Menelusuri Jejak Hidup KH. Munawir Krapyak

Menelusuri Jejak Hidup KH. Munawir Krapyak

Ma’had Aly – Daerah Krapyak semula terkenal sebagai daerah yang cukup rawan dengan kejahatan serta jauh dari nilai-nilai keislaman. Selain itu, sebelum kedatangan KH. Munawir, Krapyak termasuk daerah yang masih banyak ditemukan semak-semak dan belantara yang menjadikannya semakin terlihat kurang menyenangkan. Orang yang menganut agama Islampun masih minoritas dan didominasi oleh kaum abangan. Namun demikian, seiring dengan berdirinya pesantren Krapyak yang dirintis oleh KH. Muhammad Munawir, membuat masyarakatnya dapat lebih mengenal Islam sebagai agama yang lurus. Lantunan ayat al-Qur’an juga selalu terdengar bahkan hingga sepeninggalnya kiai ahli al-Qur’an ini. Bagaimanakah perjalanan hidupnya?

Nama lengkapnya KH. Muhammad Munawir (1870-1942 M). Adalah putra dari seorang kiai yang bernama KH. Abdullah Rosyad bin KH. Hasan Bashari. Lahir dan dibesarkan di kampung Kauman, Daerah Istimewa Yogyakarta. Ibundanya bernama Khadijah. Ia mendapatkan pendidikan pertamanya langsung dari ayah yang merupakan seorang kiai juga. Karena ia sendiri nantinya menjadi seorang kiai penerus sang ayah yang telah menguasai berbagai fan ilmu. Namun demikian, KH. Muhammad Munawir lebih dikenal oleh masyarakat luas sebagai ahli spesialis al-Qur’an saja, terutama pada abad ke-20. Ia juga dikenal sebagai ahli qiraat karena menjadi orang pertama di Nusantara yang menguasai qiraat sab’ah. Bakat dan keahlian KH. Muhammad Munawir sudah mulai tampak semenjak usia dini. Ia tergolong putra yang cerdas dan memiliki hafalan yang kuat terbukti dengan kecepatannya dalam mempelajari surat-surat pendek. Kemudian, atas dasar inilah ayahnya mendorong dan memotivasi KH. Munawir muda untuk fokus menghafalkan al-Qur’an. Konon, dalam rangka mendorong bakat anaknya, KH. Abdullah Rosyad memberikan hadiah berupa uang sebesar 150 rupiah setiap kali Munawir muda berhasil menghatamkan al-Qur’an.
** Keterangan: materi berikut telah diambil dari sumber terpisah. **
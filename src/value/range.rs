//! `RangeLong` / `RangeDouble` / `RangeLocalDate`.
//!
//! Edge-case emission policy: when `use_edges` is set, the first two outputs
//! are always `lo` then the greatest representable value strictly below
//! `hi` in that type's successor relation (`hi - 1` for longs/dates, one ULP
//! below `hi` for doubles via [`prev_f64`]). Half-open, applied uniformly
//! across all three kinds.

use crate::distribution::Distribution;
use crate::error::Error;
use crate::value::{Output, Value};
use chrono::{Days, NaiveDate};
use std::cell::{Cell, RefCell};

/// Immutable, type-checked `(lo, hi)` pair. `lo < hi` is enforced once, at
/// construction.
#[derive(Debug, Clone, Copy, PartialEq)]
pub struct RangeDescriptor<T> {
    pub lo: T,
    pub hi: T,
}

impl RangeDescriptor<i64> {
    pub fn new(name: &str, lo: i64, hi: i64) -> Result<Self, Error> {
        if lo < hi {
            Ok(Self { lo, hi })
        } else {
            Err(Error::InvalidRange {
                name: name.to_string(),
                message: format!("lo ({lo}) must be < hi ({hi})"),
            })
        }
    }
}

impl RangeDescriptor<f64> {
    pub fn new(name: &str, lo: f64, hi: f64) -> Result<Self, Error> {
        if lo < hi {
            Ok(Self { lo, hi })
        } else {
            Err(Error::InvalidRange {
                name: name.to_string(),
                message: format!("lo ({lo}) must be < hi ({hi})"),
            })
        }
    }
}

impl RangeDescriptor<NaiveDate> {
    pub fn new(name: &str, lo: NaiveDate, hi: NaiveDate) -> Result<Self, Error> {
        if lo < hi {
            Ok(Self { lo, hi })
        } else {
            Err(Error::InvalidRange {
                name: name.to_string(),
                message: format!("lo ({lo}) must be < hi ({hi})"),
            })
        }
    }
}

/// Greatest `f64` strictly below `x` (hand-rolled: `f64::next_down` is not
/// yet stable). Mirrors the usual IEEE-754 "step towards negative infinity"
/// algorithm: for positive `x`, decrementing the bit pattern decreases
/// magnitude; for negative `x`, incrementing it increases magnitude.
pub(crate) fn prev_f64(x: f64) -> f64 {
    if x.is_nan() || x == f64::NEG_INFINITY {
        return x;
    }
    if x == 0.0 {
        return -f64::from_bits(1);
    }
    let bits = x.to_bits();
    let next = if x > 0.0 { bits - 1 } else { bits + 1 };
    f64::from_bits(next)
}

#[derive(Debug, Clone, Copy, PartialEq, Eq)]
enum Phase {
    Lo,
    HiEdge,
    Sampling,
}

pub struct RangeLong {
    range: RangeDescriptor<i64>,
    initial_phase: Phase,
    phase: Cell<Phase>,
    dist: RefCell<Box<dyn Distribution>>,
    current: RefCell<Output>,
}

impl RangeLong {
    pub fn new(range: RangeDescriptor<i64>, use_edges: bool, dist: Box<dyn Distribution>) -> Self {
        let initial_phase = if use_edges { Phase::Lo } else { Phase::Sampling };
        Self {
            range,
            initial_phase,
            phase: Cell::new(initial_phase),
            dist: RefCell::new(dist),
            current: RefCell::new(Output::Null),
        }
    }
}

impl Value for RangeLong {
    fn current(&self) -> Output {
        self.current.borrow().clone()
    }

    fn next(&self) -> Result<Output, Error> {
        let value = match self.phase.get() {
            Phase::Lo => {
                self.phase.set(Phase::HiEdge);
                self.range.lo
            }
            Phase::HiEdge => {
                self.phase.set(Phase::Sampling);
                self.range.hi - 1
            }
            Phase::Sampling => self
                .dist
                .borrow_mut()
                .next_long(self.range.lo, self.range.hi),
        };
        let out = Output::Long(value);
        *self.current.borrow_mut() = out.clone();
        Ok(out)
    }

    fn reset(&self) {
        self.phase.set(self.initial_phase);
        *self.current.borrow_mut() = Output::Null;
    }
}

pub struct RangeDouble {
    range: RangeDescriptor<f64>,
    initial_phase: Phase,
    phase: Cell<Phase>,
    dist: RefCell<Box<dyn Distribution>>,
    current: RefCell<Output>,
}

impl RangeDouble {
    pub fn new(
        range: RangeDescriptor<f64>,
        use_edges: bool,
        dist: Box<dyn Distribution>,
    ) -> Self {
        let initial_phase = if use_edges { Phase::Lo } else { Phase::Sampling };
        Self {
            range,
            initial_phase,
            phase: Cell::new(initial_phase),
            dist: RefCell::new(dist),
            current: RefCell::new(Output::Null),
        }
    }
}

impl Value for RangeDouble {
    fn current(&self) -> Output {
        self.current.borrow().clone()
    }

    fn next(&self) -> Result<Output, Error> {
        let value = match self.phase.get() {
            Phase::Lo => {
                self.phase.set(Phase::HiEdge);
                self.range.lo
            }
            Phase::HiEdge => {
                self.phase.set(Phase::Sampling);
                prev_f64(self.range.hi)
            }
            Phase::Sampling => self
                .dist
                .borrow_mut()
                .next_double(self.range.lo, self.range.hi),
        };
        let out = Output::Double(value);
        *self.current.borrow_mut() = out.clone();
        Ok(out)
    }

    fn reset(&self) {
        self.phase.set(self.initial_phase);
        *self.current.borrow_mut() = Output::Null;
    }
}

pub struct RangeLocalDate {
    range: RangeDescriptor<NaiveDate>,
    initial_phase: Phase,
    phase: Cell<Phase>,
    dist: RefCell<Box<dyn Distribution>>,
    current: RefCell<Output>,
}

impl RangeLocalDate {
    pub fn new(
        range: RangeDescriptor<NaiveDate>,
        use_edges: bool,
        dist: Box<dyn Distribution>,
    ) -> Self {
        let initial_phase = if use_edges { Phase::Lo } else { Phase::Sampling };
        Self {
            range,
            initial_phase,
            phase: Cell::new(initial_phase),
            dist: RefCell::new(dist),
            current: RefCell::new(Output::Null),
        }
    }

    fn span_days(&self) -> i64 {
        (self.range.hi - self.range.lo).num_days()
    }
}

impl Value for RangeLocalDate {
    fn current(&self) -> Output {
        self.current.borrow().clone()
    }

    fn next(&self) -> Result<Output, Error> {
        let value = match self.phase.get() {
            Phase::Lo => {
                self.phase.set(Phase::HiEdge);
                self.range.lo
            }
            Phase::HiEdge => {
                self.phase.set(Phase::Sampling);
                self.range.hi - Days::new(1)
            }
            Phase::Sampling => {
                let offset = self.dist.borrow_mut().next_long(0, self.span_days());
                self.range.lo + Days::new(offset as u64)
            }
        };
        let out = Output::Date(value);
        *self.current.borrow_mut() = out.clone();
        Ok(out)
    }

    fn reset(&self) {
        self.phase.set(self.initial_phase);
        *self.current.borrow_mut() = Output::Null;
    }
}

#[cfg(test)]
mod tests {
    use super::*;
    use crate::distribution::UniformDistribution;

    #[test]
    fn invalid_range_rejected() {
        assert!(RangeDescriptor::<i64>::new("a", 10, 1).is_err());
    }

    #[test]
    fn edges_emitted_first() {
        let range = RangeDescriptor::<i64>::new("a", 1, 4).unwrap();
        let dist = Box::new(UniformDistribution::new(1));
        let node = RangeLong::new(range, true, dist);
        assert_eq!(node.next().unwrap(), Output::Long(1));
        assert_eq!(node.next().unwrap(), Output::Long(3));
        for _ in 0..10 {
            match node.next().unwrap() {
                Output::Long(v) => assert!((1..4).contains(&v)),
                _ => panic!("expected long"),
            }
        }
    }

    #[test]
    fn reset_restarts_edges() {
        let range = RangeDescriptor::<i64>::new("a", 1, 4).unwrap();
        let dist = Box::new(UniformDistribution::new(1));
        let node = RangeLong::new(range, true, dist);
        node.next().unwrap();
        node.next().unwrap();
        node.next().unwrap();
        node.reset();
        assert_eq!(node.next().unwrap(), Output::Long(1));
    }

    #[test]
    fn prev_f64_is_strictly_less() {
        assert!(prev_f64(1.0) < 1.0);
        assert!(prev_f64(0.0) < 0.0);
    }
}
Dikutip dari buku Intelektualisme pesantren, bahwa pada usianya yang masih kanak-kanak, KH. Munawir sudah dititipkan di sebuah pesantren daerah Bangkalan, yang diasuh langsung oleh KH. Maksum. Di pesantren tersebut, bakat kefasihan KH. Munawir dalam menghafal dan membaca al-Qur’annya sudah mulai nampak. Atas dasar inilah, pengasuh pesantren tersebut memercayakan KH. Munawir muda untuk menjadi imam shalat, sementara umurnya masih 10 tahun.

Berikut beberapa ulama terkemuka yang menjadi guru KH. Munawir:

  1. Abdullah Kanggotan Bantul
  2. Soleh Darat Semarang
  3. Abdu Al-Rahman Watucongkol Magelang
  4. Kholil Bangkalan Madura.

Pengembaraan di Kota Suci

Selesainya belajar kepada beberapa guru di Jawa dan Madura, tahun 1888 M KH. Munawir memutuskan untuk melanjutkan pencarian ilmunya ke kota Makkah dan Madinah. Di sana ia bertemu dengan guru-guru dari berbagai belahan dunia, sehingga berhasil menghatamkan al-Qur’an lengkap dengan penguasaan ilmu qiraah sab’ah-nya.

Berikut beberapa ulama yang menjadi guru KH. Munawir selama di kota suci:

  1. Syekh Abdullah Sanqoro
  2. Syekh Sarbani
  3. Syekh Mukri
  4. Syekh Ibrahim Huzaimi
  5. Syekh Musthafa.

Setelah hampir mencapai 21 tahun menimba ilmu di tanah haram, akhirnya ia putuskan untuk kembali ke kediamannya di Kauman, Yogyakarta.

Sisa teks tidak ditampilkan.